Work order: What is needed is a faithful copy of all the records.

Extracted records:
//! Process wiring: builds the upload store from configuration and runs
//! until shut down. Routing tus HTTP verbs onto [`crate::store::UploadStore`]
//! is the job of an out-of-scope front end; this module owns process
//! lifetime and the metrics endpoint.

use std::sync::Arc;
use thiserror::Error;
use tracing::info;

use crate::config::Config;
use crate::metrics::server::{MetricsServer, MetricsServerConfig};
use crate::store::{StoreError, UploadStore, UploadStoreConfig};

#[derive(Error, Debug)]
pub enum ServerError {
    #[error("failed to initialize upload store: {0}")]
    Store(#[from] StoreError),

    #[error("metrics server error: {0}")]
    Metrics(#[from] crate::metrics::server::MetricsServerError),

    #[error("signal handling error: {0}")]
    Signal(std::io::Error),
}

pub struct Server {
    config: Config,
    store: Arc<UploadStore>,
}

impl Server {
    pub fn new(config: Config) -> Result<Self, ServerError> {
        let store = UploadStore::new(UploadStoreConfig::from_config(&config.store))?;
        Ok(Self {
            config,
            store: Arc::new(store),
        })
    }

    /// The store handle a front end hands PATCH/HEAD/POST bodies to.
    pub fn store(&self) -> Arc<UploadStore> {
        Arc::clone(&self.store)
    }

    pub async fn run(&self) -> Result<(), ServerError> {
        let mut metrics_server = if self.config.metrics.enabled {
            let address = format!("127.0.0.1:{}", self.config.metrics.port);
            let mut server = MetricsServer::new(MetricsServerConfig { address });
            let addr = server.start().await?;
            info!("Metrics server listening on {}", addr);
            Some(server)
        } else {
            None
        };

        info!(bucket = %self.config.store.bucket, "upload store ready");

        tokio::signal::ctrl_c().await.map_err(ServerError::Signal)?;

        info!("shutting down");
        if let Some(server) = metrics_server.as_mut() {
            server.shutdown().await;
        }

        Ok(())
    }
}

#[cfg(test)]
mod tests {
    use super::*;
    use crate::config::{MetricsConfig, StoreConfig};

    fn test_config() -> Config {
        Config {
            store: StoreConfig {
                bucket: "test-bucket".into(),
                region: "us-east-1".into(),
                endpoint: None,
                access_key_id: None,
                secret_access_key: None,
                part_size: crate::config::default_part_size(),
                temp_dir: None,
            },
            metrics: MetricsConfig {
                enabled: false,
                port: 0,
            },
        }
    }

    #[test]
    fn test_server_new() {
        let server = Server::new(test_config());
        assert!(server.is_ok());
    }
}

Exercise solution:
//! Process wiring: builds the upload store from configuration and runs
//! until shut down. Routing tus HTTP verbs onto [`crate::store::UploadStore`]
//! is the job of an out-of-scope front end; this module owns process
//! lifetime and the metrics endpoint.

use std::sync::Arc;
use thiserror::Error;
use tracing::info;

use crate::config::Config;
use crate::metrics::server::{MetricsServer, MetricsServerConfig};
use crate::store::{StoreError, UploadStore, UploadStoreConfig};

#[derive(Error, Debug)]
pub enum ServerError {
    #[error("failed to initialize upload store: {0}")]
    Store(#[from] StoreError),

    #[error("metrics server error: {0}")]
    Metrics(#[from] crate::metrics::server::MetricsServerError),

    #[error("signal handling error: {0}")]
    Signal(std::io::Error),
}

pub struct Server {
    config: Config,
    store: Arc<UploadStore>,
}

impl Server {
    pub fn new(config: Config) -> Result<Self, ServerError> {
        let store = UploadStore::new(UploadStoreConfig::from_config(&config.store))?;
        Ok(Self {
            config,
            store: Arc::new(store),
        })
    }

    /// The store handle a front end hands PATCH/HEAD/POST bodies to.
    pub fn store(&self) -> Arc<UploadStore> {
        Arc::clone(&self.store)
    }

    pub async fn run(&self) -> Result<(), ServerError> {
        let mut metrics_server = if self.config.metrics.enabled {
            let address = format!("127.0.0.1:{}", self.config.metrics.port);
            let mut server = MetricsServer::new(MetricsServerConfig { address });
            let addr = server.start().await?;
            info!("Metrics server listening on {}", addr);
            Some(server)
        } else {
            None
        };

        info!(bucket = %self.config.store.bucket, "upload store ready");

        tokio::signal::ctrl_c().await.map_err(ServerError::Signal)?;

        info!("shutting down");
        if let Some(server) = metrics_server.as_mut() {
            server.shutdown().await;
        }

        Ok(())
    }
}

#[cfg(test)]
mod tests {
    use super::*;
    use crate::config::{MetricsConfig, StoreConfig};

    fn test_config() -> Config {
        Config {
            store: StoreConfig {
                bucket: "test-bucket".into(),
                region: "us-east-1".into(),
                endpoint: None,
                access_key_id: None,
                secret_access_key: None,
                part_size: crate::config::default_part_size(),
                temp_dir: None,
            },
            metrics: MetricsConfig {
                enabled: false,
                port: 0,
            },
        }
    }

    #[test]
    fn test_server_new() {
        let server = Server::new(test_config());
        assert!(server.is_ok());
    }
}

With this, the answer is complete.